The One He Married #1

They dated in high school, and they got married soon after. The day of the wedding his mom went up to the hotel room that #1 “J” had, to get ready. “J” didn’t answer the door for well over a half hour. Not only did she cheat that day, but she had been cheating, and he still went through with the wedding. He was going to go on the honeymoon to South Carolina by himself but she insisted upon coming with. One of his favorite stories is telling people that he spent his whole honeymoon drinking strawberry moonshine in a hot tub, screaming at her to shut up. And he wants to go paint balling in the wedding dress, that he still has. “J” cheated on him again, during the marriage, with one of her college classmates, who was married with a family. He caught them in the act on more than one occasion and went so far as to confront the other man at his house, in front of his wife. “J” started the house on fire. She piled a bunch of phone books on top of the stove and started a fire in the kitchen before leaving. He slept in his car for something like 3 months, in the winter time, while they fixed the house. “J” also parked the Grand Marquis in middle of the back yard, with the keys locked inside. He loved that he drove the car, which he trashed (because she loved it so) to the divorce hearings, and she got to see how bad it looked.

So I had my doubts. It put me off how much he talked about #3, and that she was “crazy”. I thought we probably were not  in the same place, that he likely wasn’t ready for a relationship. Even still, I kept seeing him for the next month, usually at least once or twice a week. We talked every day, via text. I got texts every morning and every night from him. He was very consistent, and the attention was nice. Yet every time we were together he would say something about “P”. Every time. He always brought her up in conversation. She’s still texting him, he’s had to tell her to stop or he’ll change his phone number. She’s threatening him via text. About a month in, him and I became sexual. Two weeks later, at Christmas he’d told me that he’d gotten drunk and was texting “P”. He didn’t initiate it, but was responding to her, which he usually (supposedly) didn’t do. That, of course, made me feel like crap. His behavior towards me otherwise was very attentive, and affectionate. When my heat wasn’t working properly in the middle of winter at my apartment he asked if me and my daughter wanted to spend the night. I passed, and went and got a space heater instead.

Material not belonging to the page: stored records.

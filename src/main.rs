use std::error::Error;
use std::path::PathBuf;

use clap::{Parser, Subcommand};
use log::{info, warn};

use cfo::baseline::Baseline;
use cfo::generate::{generate, GeneratorConfig};
use cfo::models::lp::Backend;
use cfo::optimizer::{optimize_min_co2, FlowConfig};
use cfo::parse::read_network;
use cfo::predict::train_model;

#[derive(Parser, Debug)]
#[clap(author, version, about = "Minimizes the transport emissions of a two-stage supply network")]
struct Args {
    #[clap(subcommand)]
    command: Command,
}

#[derive(Subcommand, Debug)]
enum Command {
    /// Generate a synthetic network
    Generate {
        #[clap(long, default_value = "data")]
        out_dir: PathBuf,
        /// Seed of the random generator
        #[clap(long, default_value_t = 42)]
        seed: u64,
        #[clap(long, default_value_t = 15)]
        suppliers: usize,
        #[clap(long, default_value_t = 5)]
        factories: usize,
        #[clap(long, default_value_t = 10)]
        regions: usize,
    },
    /// Fit the per-route emissions model and store it with its metrics
    Train {
        #[clap(long, default_value = "data")]
        data_dir: PathBuf,
        #[clap(long, default_value = "outputs/model")]
        model_dir: PathBuf,
    },
    /// Print the key figures of the nearest-route baseline
    Baseline {
        #[clap(long, default_value = "data")]
        data_dir: PathBuf,
    },
    /// Minimize emissions under a budget derived from the baseline cost
    Optimize {
        #[clap(long, default_value = "data")]
        data_dir: PathBuf,
        #[clap(long, default_value = "outputs/optimized_flows.csv")]
        results_path: PathBuf,
        /// The budget is the baseline cost times this factor, typically between 0.5 and 1.5
        #[clap(long, default_value_t = 1.0)]
        cost_budget_multiplier: f64,
        #[clap(long, arg_enum, default_value_t = Backend::Simplex)]
        solver: Backend,
    },
}

pub fn main() -> Result<(), Box<dyn Error>> {
    env_logger::Builder::from_env(env_logger::Env::default().default_filter_or("info")).init();

    match Args::parse().command {
        Command::Generate {
            out_dir,
            seed,
            suppliers,
            factories,
            regions,
        } => {
            let config = GeneratorConfig {
                num_suppliers: suppliers,
                num_factories: factories,
                num_regions: regions,
                seed,
                ..Default::default()
            };
            generate(&config)?.write(&out_dir)?;
            info!("Data generated in {}", out_dir.display());
        }
        Command::Train {
            data_dir,
            model_dir,
        } => {
            let metrics = train_model(&data_dir, &model_dir)?;
            println!("{}", serde_json::to_string_pretty(&metrics)?);
        }
        Command::Baseline { data_dir } => {
            let network = read_network(&data_dir)?;
            let baseline = Baseline::new(&network);
            println!("{}", serde_json::to_string_pretty(&baseline.kpis)?);
        }
        Command::Optimize {
            data_dir,
            results_path,
            cost_budget_multiplier,
            solver,
        } => {
            let config = FlowConfig::with_multiplier(cost_budget_multiplier);
            let run = optimize_min_co2(&data_dir, &config, solver)?;
            run.write(&results_path)?;

            if !run.is_optimal() {
                warn!("The results in {} are not a valid plan", results_path.display());
                return Err(format!("optimization ended with status {}", run.status).into());
            }
            println!(
                "Total CO2 (kg): {:.2}, total cost: {:.2}, budget: {:.2}",
                run.total_co2_kg, run.total_cost_usd, run.budget_usd
            );
        }
    }

    Ok(())
}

Before him, I hadn’t dated anyone for a very long time. My youngest is 13 years old, and she had never seen me with someone for her entire life. I have various reasons for this. I’m super paranoid who I have around my children, platonic friends included. I don’t think you can be too careful nowadays. I’ve read too many news stories about the boyfriend/close family friend who beat/killed/raped/molested someones child. That is NOT going to be my kids, not if I can help it, and definitely not someone who I invited to be in my children’s lives. I have made bad relationship choices in the past, emotionally abusive and then physically abusive. I decided to focus on raising my kids by myself and trying to fix me. I made a decision a long time ago that I would not have any guy I date around my children unless the relationship is serious and has a future. I do background checks on anyone I consider, including looking them up on the sex offender registry. He passed all these checks, and I figured he would, because of his job as a corrections officer.